I think a close second would have to be that Mary Tyler Moore vehicle "Like Mother Like Son" where she plays this crazy bitch mother who teaches her sons to shoplift as young boys, and then eventually teams up with one of them to kill Edith Bunker in order to take title to her apartment building. Included are several great scenes where Mary displays some revolting incestuous tendencies toward her boy. If you ask me, all Mary has to do is participate in a few more of those gems for me to create a new category in her honor: the CMTVMMTM.

It's always the fomer sitcom adorable-stable-mother-type actresses who make the best CMTVM's. See Elizabeth Montgomery in "Sins of the Mother" where she plays this quasi-sadistic crazy ass bitch mother who turns her son into a serial rapist. I think that one had some incest themes as well.

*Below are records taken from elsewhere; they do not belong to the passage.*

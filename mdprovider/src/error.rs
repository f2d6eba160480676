//! Classified failures from a model endpoint.
//!
//! ```rust
//! use mdprovider::{ProviderError, ProviderErrorKind};
//!
//! let limited = ProviderError::from_status(429, "slow down");
//! assert_eq!(limited.kind, ProviderErrorKind::RateLimited);
//! assert!(limited.retryable);
//!
//! assert!(!ProviderError::authentication("bad key").retryable);
//! ```

use std::error::Error;
use std::fmt;

#[derive(Debug, Clone, Copy, PartialEq, Eq)]
pub enum ProviderErrorKind {
    Authentication,
    RateLimited,
    InvalidRequest,
    Timeout,
    Transport,
    Unavailable,
    Other,
}

impl ProviderErrorKind {
    /// Kinds where sending the same request again may succeed.
    pub fn is_transient(self) -> bool {
        matches!(
            self,
            Self::RateLimited | Self::Timeout | Self::Transport | Self::Unavailable
        )
    }

    pub fn as_str(self) -> &'static str {
        match self {
            Self::Authentication => "authentication",
            Self::RateLimited => "rate_limited",
            Self::InvalidRequest => "invalid_request",
            Self::Timeout => "timeout",
            Self::Transport => "transport",
            Self::Unavailable => "unavailable",
            Self::Other => "other",
        }
    }
}

#[derive(Debug, Clone, PartialEq, Eq)]
pub struct ProviderError {
    pub kind: ProviderErrorKind,
    pub message: String,
    pub retryable: bool,
}

impl ProviderError {
    pub fn new(kind: ProviderErrorKind, message: impl Into<String>, retryable: bool) -> Self {
        Self {
            kind,
            message: message.into(),
            retryable,
        }
    }

    fn classified(kind: ProviderErrorKind, message: impl Into<String>) -> Self {
        Self::new(kind, message, kind.is_transient())
    }

    pub fn authentication(message: impl Into<String>) -> Self {
        Self::classified(ProviderErrorKind::Authentication, message)
    }

    pub fn rate_limited(message: impl Into<String>) -> Self {
        Self::classified(ProviderErrorKind::RateLimited, message)
    }

    pub fn invalid_request(message: impl Into<String>) -> Self {
        Self::classified(ProviderErrorKind::InvalidRequest, message)
    }

    pub fn timeout(message: impl Into<String>) -> Self {
        Self::classified(ProviderErrorKind::Timeout, message)
    }

    pub fn transport(message: impl Into<String>) -> Self {
        Self::classified(ProviderErrorKind::Transport, message)
    }

    pub fn unavailable(message: impl Into<String>) -> Self {
        Self::classified(ProviderErrorKind::Unavailable, message)
    }

    pub fn other(message: impl Into<String>) -> Self {
        Self::classified(ProviderErrorKind::Other, message)
    }

    /// Maps a non-success HTTP status; unlisted 5xx codes count as transport faults.
    pub fn from_status(status: u16, message: impl Into<String>) -> Self {
        let kind = match status {
            401 | 403 => ProviderErrorKind::Authentication,
            429 => ProviderErrorKind::RateLimited,
            408 | 504 => ProviderErrorKind::Timeout,
            400 | 404 | 413 | 422 => ProviderErrorKind::InvalidRequest,
            502 | 503 | 529 => ProviderErrorKind::Unavailable,
            500..=599 => ProviderErrorKind::Transport,
            _ => ProviderErrorKind::Other,
        };
        Self::classified(kind, message)
    }
}

impl fmt::Display for ProviderError {
    fn fmt(&self, f: &mut fmt::Formatter<'_>) -> fmt::Result {
        write!(f, "model provider {}: {}", self.kind.as_str(), self.message)
    }
}

impl Error for ProviderError {}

Not that I approve of any of this. Trust me, I am plenty filthy in my own right, but I do not in any way condone serial rape or incest. But that's what is so great about watching these tv uber-mommies just lose it and go all the way to the dark side. Maybe I should explore this fascination of mine in therapy. Nah, I don't really want to ruin it. It's just too much damn fun.

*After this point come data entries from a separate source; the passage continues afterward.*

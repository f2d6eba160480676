//! DuckDuckGo search over the HTML endpoint, which needs no API key.

use std::time::Duration;

use reqwest::Client;
use reqwest::header::CONTENT_TYPE;

use super::{SearchFuture, SearchHit, SearchProvider};
use crate::SourceError;

const SEARCH_URL: &str = "https://html.duckduckgo.com/html/";
const SEARCH_TIMEOUT_SECS: u64 = 15;

/// Result links are looked up this far past each title for a snippet.
const SNIPPET_WINDOW: usize = 2000;

pub struct DuckDuckGoSearch {
    client: Client,
    endpoint: String,
}

impl DuckDuckGoSearch {
    pub fn new(user_agent: &str) -> Result<Self, SourceError> {
        let client = Client::builder()
            .user_agent(user_agent)
            .timeout(Duration::from_secs(SEARCH_TIMEOUT_SECS))
            .build()
            .map_err(|err| SourceError::transport(format!("failed to build http client: {err}")))?;

        Ok(Self::with_client(client))
    }

    pub fn with_client(client: Client) -> Self {
        Self {
            client,
            endpoint: SEARCH_URL.to_string(),
        }
    }

    pub fn with_endpoint(mut self, endpoint: impl Into<String>) -> Self {
        self.endpoint = endpoint.into();
        self
    }
}

impl SearchProvider for DuckDuckGoSearch {
    fn search<'a>(&'a self, query: &'a str, max_results: usize) -> SearchFuture<'a, Vec<SearchHit>> {
        Box::pin(async move {
            let response = self
                .client
                .post(&self.endpoint)
                .header(CONTENT_TYPE, "application/x-www-form-urlencoded")
                .body(format!("q={}&b=", urlencoding::encode(query)))
                .send()
                .await
                .map_err(|err| SourceError::from_reqwest(err, "DuckDuckGo"))?;

            let status = response.status();
            if !status.is_success() {
                return Err(SourceError::status(status.as_u16(), "DuckDuckGo"));
            }

            let html = response
                .text()
                .await
                .map_err(|err| SourceError::from_reqwest(err, "DuckDuckGo"))?;

            Ok(parse_results(&html, max_results))
        })
    }
}

/// Extracts result blocks from the HTML page.
///
/// Each block is an `<a class="result__a" href=...>TITLE</a>` followed by an
/// element with `class="result__snippet"`. Blocks missing pieces are still
/// returned, with the missing fields left `None`.
fn parse_results(html: &str, max_results: usize) -> Vec<SearchHit> {
    const MARKER: &str = "class=\"result__a\"";

    let mut hits = Vec::new();
    let mut pos = 0;

    while hits.len() < max_results {
        let Some(offset) = html[pos..].find(MARKER) else {
            break;
        };
        let marker_pos = pos + offset;
        pos = marker_pos + MARKER.len();

        let Some(tag_start) = html[..marker_pos].rfind("<a ") else {
            continue;
        };
        let Some(tag_end) = html[tag_start..].find('>').map(|end| tag_start + end) else {
            break;
        };
        let Some(title_end) = html[tag_end..].find("</a>").map(|end| tag_end + end) else {
            break;
        };

        let url = extract_attr(&html[tag_start..tag_end], "href")
            .map(|href| resolve_redirect(&href))
            .filter(|url| !url.is_empty());
        let title = Some(strip_tags(&html[tag_end + 1..title_end])).filter(|title| !title.is_empty());
        let snippet = snippet_after(html, title_end).filter(|snippet| !snippet.is_empty());

        hits.push(SearchHit {
            title,
            url,
            snippet,
        });
        pos = title_end + "</a>".len();
    }

    hits
}

fn snippet_after(html: &str, from: usize) -> Option<String> {
    let mut window_end = (from + SNIPPET_WINDOW).min(html.len());
    while !html.is_char_boundary(window_end) {
        window_end -= 1;
    }
    let window = html.get(from..window_end)?;

    // A snippet that belongs to the next result is not ours.
    let class_pos = window.find("class=\"result__snippet\"")?;
    if window[..class_pos].contains("class=\"result__a\"") {
        return None;
    }

    let body_start = window[class_pos..].find('>')? + class_pos + 1;
    let body_end = window[body_start..]
        .find("</a>")
        .or_else(|| window[body_start..].find("</div>"))?
        + body_start;
    Some(strip_tags(&window[body_start..body_end]))
}

/// DuckDuckGo wraps destinations as `//duckduckgo.com/l/?uddg=ENCODED&...`.
fn resolve_redirect(href: &str) -> String {
    if let Some(rest) = href
        .strip_prefix("//duckduckgo.com/l/?uddg=")
        .or_else(|| href.strip_prefix("/l/?uddg="))
    {
        let encoded = rest.split('&').next().unwrap_or(rest);
        urlencoding::decode(encoded)
            .map(|decoded| decoded.into_owned())
            .unwrap_or_else(|_| href.to_string())
    } else if href.starts_with("http://") || href.starts_with("https://") {
        href.to_string()
    } else {
        String::new()
    }
}

fn extract_attr(tag: &str, attr: &str) -> Option<String> {
    let pattern = format!("{attr}=\"");
    let start = tag.find(&pattern)? + pattern.len();
    let end = tag[start..].find('"')? + start;
    Some(decode_entities(&tag[start..end]))
}

fn strip_tags(fragment: &str) -> String {
    let mut text = String::with_capacity(fragment.len());
    let mut in_tag = false;
    for ch in fragment.chars() {
        match ch {
            '<' => in_tag = true,
            '>' => in_tag = false,
            _ if !in_tag => text.push(ch),
            _ => {}
        }
    }
    decode_entities(text.trim())
}

fn decode_entities(text: &str) -> String {
    text.replace("&lt;", "<")
        .replace("&gt;", ">")
        .replace("&quot;", "\"")
        .replace("&#39;", "'")
        .replace("&#x27;", "'")
        .replace("&apos;", "'")
        .replace("&nbsp;", " ")
        .replace("&amp;", "&")
}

One of the best things that has ever happened to me was when I was in St. Paul, Minnesota recently. I went out for dinner with my friend Kapooch and her husband, Special Tim. I've been coming out of the closet recently about my CMTVM fetish, and I decided to share this news with Kapooch & Special Tim.

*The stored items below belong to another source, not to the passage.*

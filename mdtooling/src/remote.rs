//! Tool runtime backed by a registry reached over JSON-RPC HTTP.
//!
//! [`RemoteToolRuntime::connect`] performs the `initialize` handshake and
//! caches the registry's catalog; [`ToolRuntime::execute`] forwards each call
//! as `tools/call`, retrying retryable transport failures with the configured
//! [`RetryPolicy`]. Every request is bounded by the runtime's request timeout.

use std::sync::atomic::{AtomicU64, Ordering};
use std::sync::{Arc, Mutex, RwLock};
use std::time::{Duration, Instant};

use mdprovider::{RetryPolicy, ToolCall};
use reqwest::Client;
use reqwest::header::{ACCEPT, CONTENT_TYPE};
use serde_json::{Value, json};

use crate::rpc::{
    CallToolParams, CallToolResult, PROTOCOL_VERSION, PromptDescriptor, RpcError, RpcRequest,
    RpcResponse, error_codes, methods,
};
use crate::{
    NoopToolRuntimeHooks, ToolDescriptor, ToolError, ToolErrorKind, ToolExecutionContext,
    ToolExecutionResult, ToolFuture, ToolRuntime, ToolRuntimeHooks, parse_json_object,
};

const SESSION_HEADER: &str = "mcp-session-id";

pub const DEFAULT_REQUEST_TIMEOUT: Duration = Duration::from_secs(60);

pub struct RemoteToolRuntime {
    client: Client,
    endpoint: String,
    request_timeout: Duration,
    retry_policy: RetryPolicy,
    hooks: Arc<dyn ToolRuntimeHooks>,
    descriptors: RwLock<Vec<ToolDescriptor>>,
    session: Mutex<Option<String>>,
    next_id: AtomicU64,
}

impl RemoteToolRuntime {
    pub fn new(endpoint: impl Into<String>) -> Self {
        Self {
            client: Client::new(),
            endpoint: endpoint.into(),
            request_timeout: DEFAULT_REQUEST_TIMEOUT,
            retry_policy: RetryPolicy::default(),
            hooks: Arc::new(NoopToolRuntimeHooks),
            descriptors: RwLock::new(Vec::new()),
            session: Mutex::new(None),
            next_id: AtomicU64::new(1),
        }
    }

    pub fn with_client(mut self, client: Client) -> Self {
        self.client = client;
        self
    }

    /// Upper bound on one HTTP exchange, body included. An expired request
    /// is a retryable [`ToolErrorKind::Timeout`].
    pub fn with_request_timeout(mut self, request_timeout: Duration) -> Self {
        self.request_timeout = request_timeout;
        self
    }

    pub fn with_retry_policy(mut self, retry_policy: RetryPolicy) -> Self {
        self.retry_policy = retry_policy;
        self
    }

    pub fn with_hooks(mut self, hooks: Arc<dyn ToolRuntimeHooks>) -> Self {
        self.hooks = hooks;
        self
    }

    pub fn endpoint(&self) -> &str {
        &self.endpoint
    }

    /// Initializes the protocol session and loads the tool catalog.
    pub async fn connect(self) -> Result<Self, ToolError> {
        self.initialize().await?;
        self.discover().await?;
        Ok(self)
    }

    pub async fn initialize(&self) -> Result<Value, ToolError> {
        let params = json!({
            "protocolVersion": PROTOCOL_VERSION,
            "capabilities": {},
            "clientInfo": {
                "name": env!("CARGO_PKG_NAME"),
                "version": env!("CARGO_PKG_VERSION"),
            },
        });
        let result = self.call(methods::INITIALIZE, Some(params), None).await?;
        self.notify(methods::INITIALIZED).await?;
        Ok(result)
    }

    /// Fetches `tools/list` and replaces the cached catalog.
    pub async fn discover(&self) -> Result<Vec<ToolDescriptor>, ToolError> {
        let result = self.call(methods::TOOLS_LIST, Some(json!({})), None).await?;
        let entries = result
            .get("tools")
            .and_then(Value::as_array)
            .ok_or_else(|| malformed("tools/list result has no 'tools' array"))?;

        let descriptors = entries
            .iter()
            .map(ToolDescriptor::from_wire)
            .collect::<Result<Vec<_>, _>>()
            .map_err(|err| malformed(err.message))?;

        let mut cached = self
            .descriptors
            .write()
            .map_err(|_| ToolError::other("descriptor cache lock poisoned"))?;
        cached.clone_from(&descriptors);
        Ok(descriptors)
    }

    pub async fn list_prompts(&self) -> Result<Vec<PromptDescriptor>, ToolError> {
        let result = self.call(methods::PROMPTS_LIST, Some(json!({})), None).await?;
        let prompts = result
            .get("prompts")
            .cloned()
            .ok_or_else(|| malformed("prompts/list result has no 'prompts' array"))?;
        serde_json::from_value(prompts).map_err(|err| malformed(err.to_string()))
    }

    async fn call(
        &self,
        method: &str,
        params: Option<Value>,
        tool_call: Option<&ToolCall>,
    ) -> Result<Value, ToolError> {
        let request = RpcRequest::new(self.next_id.fetch_add(1, Ordering::Relaxed), method, params);
        let mut attempt = 1;

        loop {
            match self.send(&request).await {
                Ok(value) => return Ok(value),
                Err(error) if self.retry_policy.should_retry(attempt, &error) => {
                    let delay = self.retry_policy.backoff_for_attempt(attempt);
                    tracing::warn!(
                        method,
                        attempt,
                        delay_ms = delay.as_millis() as u64,
                        error = %error,
                        "registry request failed; retrying"
                    );
                    if let Some(tool_call) = tool_call {
                        self.hooks
                            .on_call_retry(tool_call, attempt, delay, &error);
                    }
                    tokio::time::sleep(delay).await;
                    attempt += 1;
                }
                Err(error) => return Err(error),
            }
        }
    }

    async fn notify(&self, method: &str) -> Result<(), ToolError> {
        let request = RpcRequest::notification(method);
        let response = self.post(&request).await?;
        let status = response.status();
        if !status.is_success() {
            return Err(status_error(status.as_u16(), method));
        }
        Ok(())
    }

    async fn post(&self, request: &RpcRequest) -> Result<reqwest::Response, ToolError> {
        let mut builder = self
            .client
            .post(&self.endpoint)
            .timeout(self.request_timeout)
            .header(ACCEPT, "application/json, text/event-stream")
            .json(request);

        if let Some(session) = self.session_id()? {
            builder = builder.header(SESSION_HEADER, session);
        }

        builder
            .send()
            .await
            .map_err(|err| request_error(err, "registry unreachable"))
    }

    async fn send(&self, request: &RpcRequest) -> Result<Value, ToolError> {
        let response = self.post(request).await?;
        let status = response.status();
        if !status.is_success() {
            return Err(status_error(status.as_u16(), &request.method));
        }

        if let Some(session) = response
            .headers()
            .get(SESSION_HEADER)
            .and_then(|value| value.to_str().ok())
        {
            self.remember_session(session)?;
        }

        let event_stream = response
            .headers()
            .get(CONTENT_TYPE)
            .and_then(|value| value.to_str().ok())
            .is_some_and(|value| value.starts_with("text/event-stream"));

        let body = response
            .text()
            .await
            .map_err(|err| request_error(err, "failed to read registry response"))?;

        let payload = if event_stream {
            last_sse_payload(&body)
                .ok_or_else(|| malformed("event stream carried no data frame"))?
        } else {
            body.as_str()
        };

        let envelope: RpcResponse =
            serde_json::from_str(payload).map_err(|err| malformed(err.to_string()))?;

        match (envelope.result, envelope.error) {
            (_, Some(error)) => Err(rpc_error(error)),
            (Some(result), None) => Ok(result),
            (None, None) => Err(malformed("response has neither result nor error")),
        }
    }

    fn session_id(&self) -> Result<Option<String>, ToolError> {
        self.session
            .lock()
            .map(|session| session.clone())
            .map_err(|_| ToolError::other("session lock poisoned"))
    }

    fn remember_session(&self, session: &str) -> Result<(), ToolError> {
        let mut current = self
            .session
            .lock()
            .map_err(|_| ToolError::other("session lock poisoned"))?;
        *current = Some(session.to_string());
        Ok(())
    }

    async fn invoke(&self, tool_call: &ToolCall) -> Result<ToolExecutionResult, ToolError> {
        let arguments = parse_json_object(&tool_call.arguments)?;
        let params = CallToolParams {
            name: tool_call.name.clone(),
            arguments,
        };
        let params = serde_json::to_value(params).map_err(|err| ToolError::other(err.to_string()))?;

        let result = self
            .call(methods::TOOLS_CALL, Some(params), Some(tool_call))
            .await?;
        let result: CallToolResult =
            serde_json::from_value(result).map_err(|err| malformed(err.to_string()))?;

        Ok(ToolExecutionResult::from_call(tool_call, result.into_output()))
    }
}

impl std::fmt::Debug for RemoteToolRuntime {
    fn fmt(&self, f: &mut std::fmt::Formatter<'_>) -> std::fmt::Result {
        f.debug_struct("RemoteToolRuntime")
            .field("endpoint", &self.endpoint)
            .field("retry_policy", &self.retry_policy)
            .finish_non_exhaustive()
    }
}

impl ToolRuntime for RemoteToolRuntime {
    fn descriptors(&self) -> Vec<ToolDescriptor> {
        self.descriptors
            .read()
            .map(|descriptors| descriptors.clone())
            .unwrap_or_default()
    }

    fn execute<'a>(
        &'a self,
        tool_call: ToolCall,
        context: ToolExecutionContext,
    ) -> ToolFuture<'a, Result<ToolExecutionResult, ToolError>> {
        Box::pin(async move {
            self.hooks.on_call_started(&tool_call, &context);
            let started = Instant::now();

            match self.invoke(&tool_call).await {
                Ok(result) => {
                    self.hooks
                        .on_call_completed(&tool_call, &context, &result, started.elapsed());
                    Ok(result)
                }
                Err(error) => {
                    let error = error
                        .with_tool_name(&tool_call.name)
                        .with_tool_call_id(&tool_call.id);
                    self.hooks
                        .on_call_failed(&tool_call, &context, &error, started.elapsed());
                    Err(error)
                }
            }
        })
    }
}

fn malformed(message: impl Into<String>) -> ToolError {
    ToolError::new(
        ToolErrorKind::Transport,
        format!("malformed registry response: {}", message.into()),
        false,
    )
}

fn request_error(err: reqwest::Error, context: &str) -> ToolError {
    if err.is_timeout() {
        ToolError::timeout(format!("registry request timed out: {err}"))
    } else {
        ToolError::transport(format!("{context}: {err}"))
    }
}

fn status_error(status: u16, method: &str) -> ToolError {
    let message = format!("registry returned HTTP {status} for '{method}'");
    match status {
        408 | 429 | 500..=599 => ToolError::transport(message),
        _ => ToolError::new(ToolErrorKind::Transport, message, false),
    }
}

fn rpc_error(error: RpcError) -> ToolError {
    match error.code {
        error_codes::INVALID_PARAMS => ToolError::invalid_arguments(error.message),
        error_codes::METHOD_NOT_FOUND => ToolError::not_found(error.message),
        _ => ToolError::new(
            ToolErrorKind::Other,
            format!("registry error {}: {}", error.code, error.message),
            false,
        ),
    }
}

fn last_sse_payload(body: &str) -> Option<&str> {
    body.lines()
        .filter_map(|line| line.strip_prefix("data:"))
        .map(str::trim)
        .filter(|payload| !payload.is_empty())
        .last()
}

Little did I know that Kapooch, who is married to a real GUY's guy, is also married to her very own CMTVM fetishist. That's right: Special Tim watches Lifetime!

My favorite part of the whole evening was learning that he and Kapooch got so hooked by a certain CMTVM one day that they refused to answer the doorbell when their friends showed up to watch the final game of the World Series. Just couldn't get up out of their chairs because some crazy ass bitch was busy gunning down an entire convenience store while her daughter binged & purged in the backseat of the family SUV or something like that. Just couldn't do it. Had to keep watching. I love my friends.

I should note that while I'm becoming more open about my CMTVM fetish, an openness that is only more strongly encouraged by the deliberate self-outing of Special Tim, I am nevertheless still afraid to get TIVO for fear of what that little machine might say about me. I'd probably watch TV for a week, and then TIVO would start suggesting some Danielle Steele miniseries for me. Can't have that. I don't know if TIVO is sophisticated enough to differentiate between a truly great CMTVM and some schmaltzy love story that could possibly induce self-mutilation on the part of the viewer. Then again, maybe that in itself could be the subject of a new kind of CMTVM.

I want Mindy June to quit her fancy London job, come back to the states and start producing some fine CMTVM's with me. I hear Patty Duke & Shannen Doherty may be looking for work, and I have just the vehicle for them churning in my brain.